The second innovation was in the use of music. While I am generally not a fan of music in Shakespeare, unless used in the original show notes, such as bugles blaring; I am not a fan of music in the performances. However there was a classical quartet which played throughout the performance that I felt truly enhanced the entire production. Finally, I normally revolt at any singing in a Shakespearian production. There were a couple of singing scenes which almost worked for me but at least they did not detract from the overall performance.
I thought about this in the context of how to move compliance innovation into the corporate pantheon of greater business process efficiency when I read a recent MIT Sloan Management Review article, entitled “Grow Faster By Changing Your Innovation Narrative”, by George S. Day and Gregory P. Shea. In the article they discussed their findings that organizations that sustain growth “faster than industry rivals articulate a coherent, compelling innovation narrative and rely on four powerful levers to make it a reality.” They posited four key levers for doing so which I believe would work well for a compliance function to sustain innovative growth within an organization and with its customer base, i.e. employees. I have adapted their piece for such an exercise.
The first lever is to invest in compliance talent.
The second lever is encouraging prudent risk taking.
The third lever is to adopt a customer centric process.
The fourth lever is aligning metrics and incentives with innovation activity.
The bottom line is that senior management is well-versed in the need for innovative and effective compliance.

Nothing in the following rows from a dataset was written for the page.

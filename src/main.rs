//! Shelfscan Server
//!
//! A self-hosted bookshelf OCR service: upload photos of shelves or covers,
//! get title / author / publisher records back, with optional LFL number
//! registration and session history.

use std::net::SocketAddr;

use anyhow::Context;
use tokio::signal;
use tower_http::cors::{Any, CorsLayer};
use tower_http::trace::TraceLayer;
use tracing_subscriber::{layer::SubscriberExt, util::SubscriberInitExt};

use shelfscan_server::config::{Config, Variant};
use shelfscan_server::{router, AppState};

#[tokio::main]
async fn main() -> anyhow::Result<()> {
    // Initialize tracing
    tracing_subscriber::registry()
        .with(tracing_subscriber::EnvFilter::try_from_default_env()
            .unwrap_or_else(|_| "shelfscan_server=debug,tower_http=debug".into()))
        .with(tracing_subscriber::fmt::layer())
        .init();

    // Load configuration
    dotenvy::dotenv().ok();

    let config = Config::from_env().unwrap_or_else(|e| {
        tracing::warn!("Failed to load config from env: {}, using defaults", e);
        Config::default()
    });

    tracing::info!("Starting Shelfscan Server v{}", env!("CARGO_PKG_VERSION"));
    tracing::info!("Variant: {:?}", config.variant);
    tracing::info!("OCR providers: {:?}, language: {}", config.ocr.providers, config.ocr.default_language);
    match &config.storage.blob_path {
        Some(path) => tracing::info!("Registration store: {}", path.display()),
        None if config.variant == Variant::Registered => {
            tracing::warn!("Registration store is in memory; registrations are lost on restart")
        }
        None => {}
    }

    let addr: SocketAddr = format!("{}:{}", config.server.host, config.server.port)
        .parse()
        .context("Invalid SERVER_HOST / SERVER_PORT")?;

    // Create application state
    let app_state = AppState::new(config);

    let available = app_state.pipeline().ocr_providers_available().await;
    if available.is_empty() {
        tracing::warn!("No OCR provider is reachable right now; uploads will fail until one is");
    } else {
        tracing::info!("OCR providers available: {:?}", available);
    }

    // Build CORS layer
    let cors = CorsLayer::new()
        .allow_origin(Any)
        .allow_methods(Any)
        .allow_headers(Any);

    // Build router
    let app = router(app_state)
        .layer(TraceLayer::new_for_http())
        .layer(cors);

    // Start server with graceful shutdown
    tracing::info!("Shelfscan Server listening on {}", addr);

    let listener = tokio::net::TcpListener::bind(addr)
        .await
        .with_context(|| format!("Failed to bind {}", addr))?;

    axum::serve(listener, app)
        .with_graceful_shutdown(shutdown_signal())
        .await
        .context("Server error")?;

    tracing::info!("Server shutdown complete");
    Ok(())
}

/// Graceful shutdown signal handler
async fn shutdown_signal() {
    let ctrl_c = async {
        if let Err(e) = signal::ctrl_c().await {
            tracing::error!("Failed to install Ctrl+C handler: {}", e);
            std::future::pending::<()>().await;
        }
    };

    #[cfg(unix)]
    let terminate = async {
        match signal::unix::signal(signal::unix::SignalKind::terminate()) {
            Ok(mut sigterm) => {
                sigterm.recv().await;
            }
            Err(e) => {
                tracing::error!("Failed to install SIGTERM handler: {}", e);
                std::future::pending::<()>().await;
            }
        }
    };

    #[cfg(not(unix))]
    let terminate = std::future::pending::<()>();

    tokio::select! {
        _ = ctrl_c => {
            tracing::info!("Received Ctrl+C, starting graceful shutdown...");
        },
        _ = terminate => {
            tracing::info!("Received SIGTERM, starting graceful shutdown...");
        },
    }
}
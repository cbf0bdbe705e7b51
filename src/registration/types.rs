//! Registration types

use chrono::{DateTime, Utc};
use serde::{Deserialize, Serialize};

use crate::storage::StoreError;

// ============================================================================
// Constants
// ============================================================================

/// Blob key holding the JSON array of registrations
pub const REGISTRATIONS_KEY: &str = "lfl_registrations";

/// Blob key holding the active LFL number as a bare string
pub const ACTIVE_KEY: &str = "active_lfl_number";

/// Verification code range (inclusive), always six digits
pub const CODE_MIN: u32 = 100_000;
pub const CODE_MAX: u32 = 999_999;

// ============================================================================
// Records
// ============================================================================

/// A verified LFL number claimed by an email address
#[derive(Debug, Clone, PartialEq, Eq, Serialize, Deserialize)]
#[serde(rename_all = "camelCase")]
pub struct Registration {
    pub number: String,
    pub email: String,
    pub verified_at: DateTime<Utc>,
}

/// An outstanding email code challenge
///
/// Never persisted; at most one exists at a time.
#[derive(Debug, Clone, PartialEq, Eq, Serialize)]
#[serde(rename_all = "camelCase")]
pub struct PendingVerification {
    pub number: String,
    pub email: String,
    pub code: String,
    pub requested_at: DateTime<Utc>,
}

// ============================================================================
// Error Types
// ============================================================================

/// Verification and selection errors
///
/// All of these leave the registration state untouched.
#[derive(Debug, thiserror::Error)]
pub enum VerificationError {
    #[error("LFL number and email are both required")]
    MissingFields,

    #[error("No verification code has been requested")]
    NoPendingChallenge,

    #[error("Verification code does not match")]
    CodeMismatch,

    #[error("Verification code has expired, request a new one")]
    CodeExpired,

    #[error("LFL number is not registered: {0}")]
    UnknownNumber(String),

    #[error("Storage error: {0}")]
    Storage(#[from] StoreError),
}

impl VerificationError {
    /// Get HTTP status code for this error
    pub fn status_code(&self) -> axum::http::StatusCode {
        use axum::http::StatusCode;
        match self {
            Self::MissingFields | Self::CodeMismatch => StatusCode::BAD_REQUEST,
            Self::NoPendingChallenge => StatusCode::CONFLICT,
            Self::CodeExpired => StatusCode::GONE,
            Self::UnknownNumber(_) => StatusCode::NOT_FOUND,
            Self::Storage(_) => StatusCode::INTERNAL_SERVER_ERROR,
        }
    }

    pub fn code(&self) -> &'static str {
        match self {
            Self::MissingFields => "missing_fields",
            Self::NoPendingChallenge => "no_pending_challenge",
            Self::CodeMismatch => "code_mismatch",
            Self::CodeExpired => "code_expired",
            Self::UnknownNumber(_) => "unknown_number",
            Self::Storage(_) => "storage_error",
        }
    }
}
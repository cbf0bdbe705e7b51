//! OCR Types
//!
//! Defines the events and results exchanged with OCR engines.

use serde::{Deserialize, Serialize};

/// Progress phase reported while the engine reads characters
pub const RECOGNIZING_TEXT: &str = "recognizing text";

/// OCR provider type
#[derive(Debug, Clone, Copy, PartialEq, Eq, Serialize, Deserialize)]
#[serde(rename_all = "lowercase")]
pub enum OcrProvider {
    /// Tesseract OCR (local CLI)
    Tesseract,
    /// Ollama vision model (local LLM)
    Ollama,
}

impl Default for OcrProvider {
    fn default() -> Self {
        Self::Tesseract
    }
}

impl std::str::FromStr for OcrProvider {
    type Err = OcrError;

    fn from_str(s: &str) -> Result<Self, Self::Err> {
        match s.trim().to_ascii_lowercase().as_str() {
            "tesseract" => Ok(Self::Tesseract),
            "ollama" => Ok(Self::Ollama),
            other => Err(OcrError::ProviderNotAvailable(format!(
                "unknown provider '{}'",
                other
            ))),
        }
    }
}

/// Progress event emitted by an engine
#[derive(Debug, Clone, PartialEq, Serialize)]
pub struct OcrProgress {
    /// Engine phase, e.g. "loading language" or "recognizing text"
    pub status: String,
    /// Completion of the phase in [0, 1]
    pub progress: f32,
}

impl OcrProgress {
    pub fn new(status: impl Into<String>, progress: f32) -> Self {
        Self {
            status: status.into(),
            progress: progress.clamp(0.0, 1.0),
        }
    }

    pub fn recognizing(progress: f32) -> Self {
        Self::new(RECOGNIZING_TEXT, progress)
    }

    /// Whether this event belongs to the text recognition phase
    pub fn is_recognizing(&self) -> bool {
        self.status == RECOGNIZING_TEXT
    }

    /// Rounded percentage, 0..=100
    pub fn percent(&self) -> u32 {
        (self.progress * 100.0).round() as u32
    }
}

/// OCR result
#[derive(Debug, Clone, Serialize)]
pub struct OcrResult {
    /// Recognized text
    pub text: String,
    /// Provider used
    pub provider: OcrProvider,
}

/// Event stream item produced by an [`OcrJob`](super::OcrJob)
///
/// A job yields any number of `Progress` events followed by exactly one
/// `Finished`.
#[derive(Debug)]
pub enum OcrEvent {
    Progress(OcrProgress),
    Finished(Result<OcrResult, OcrError>),
}

/// OCR error types
#[derive(Debug, Clone, thiserror::Error)]
pub enum OcrError {
    #[error("OCR provider not available: {0}")]
    ProviderNotAvailable(String),

    #[error("OCR processing failed: {0}")]
    ProcessingError(String),

    #[error("API error: {0}")]
    ApiError(String),

    #[error("OCR job was cancelled")]
    Cancelled,
}

impl OcrError {
    pub fn status_code(&self) -> axum::http::StatusCode {
        use axum::http::StatusCode;
        match self {
            Self::ProviderNotAvailable(_) => StatusCode::SERVICE_UNAVAILABLE,
            Self::ApiError(_) => StatusCode::BAD_GATEWAY,
            _ => StatusCode::INTERNAL_SERVER_ERROR,
        }
    }
}

#[cfg(test)]
mod tests {
    use super::*;

    #[test]
    fn test_percent_rounds() {
        assert_eq!(OcrProgress::recognizing(0.0).percent(), 0);
        assert_eq!(OcrProgress::recognizing(0.424).percent(), 42);
        assert_eq!(OcrProgress::recognizing(0.425).percent(), 43);
        assert_eq!(OcrProgress::recognizing(1.0).percent(), 100);
    }

    #[test]
    fn test_progress_is_clamped() {
        assert_eq!(OcrProgress::new("x", 1.7).progress, 1.0);
        assert_eq!(OcrProgress::new("x", -0.2).progress, 0.0);
    }

    #[test]
    fn test_provider_from_str() {
        assert_eq!("Tesseract".parse::<OcrProvider>().unwrap(), OcrProvider::Tesseract);
        assert_eq!(" ollama ".parse::<OcrProvider>().unwrap(), OcrProvider::Ollama);
        assert!("openai".parse::<OcrProvider>().is_err());
    }
}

By using these four levers, a compliance practitioner can help senior managers to focus the organizations compliance efforts. The authors conclude by stating, “A growth-affirming innovation narrative and the four levers that make it manifest within a company can help leaders focus and prioritize their innovation efforts. The process of identifying and articulating the narrative is essential to understanding the culture of innovation within a company and envisioning what it can achieve. The levers bring that narrative to life. Without them, organic growth leadership in any industry is a hit-or-miss endeavor.”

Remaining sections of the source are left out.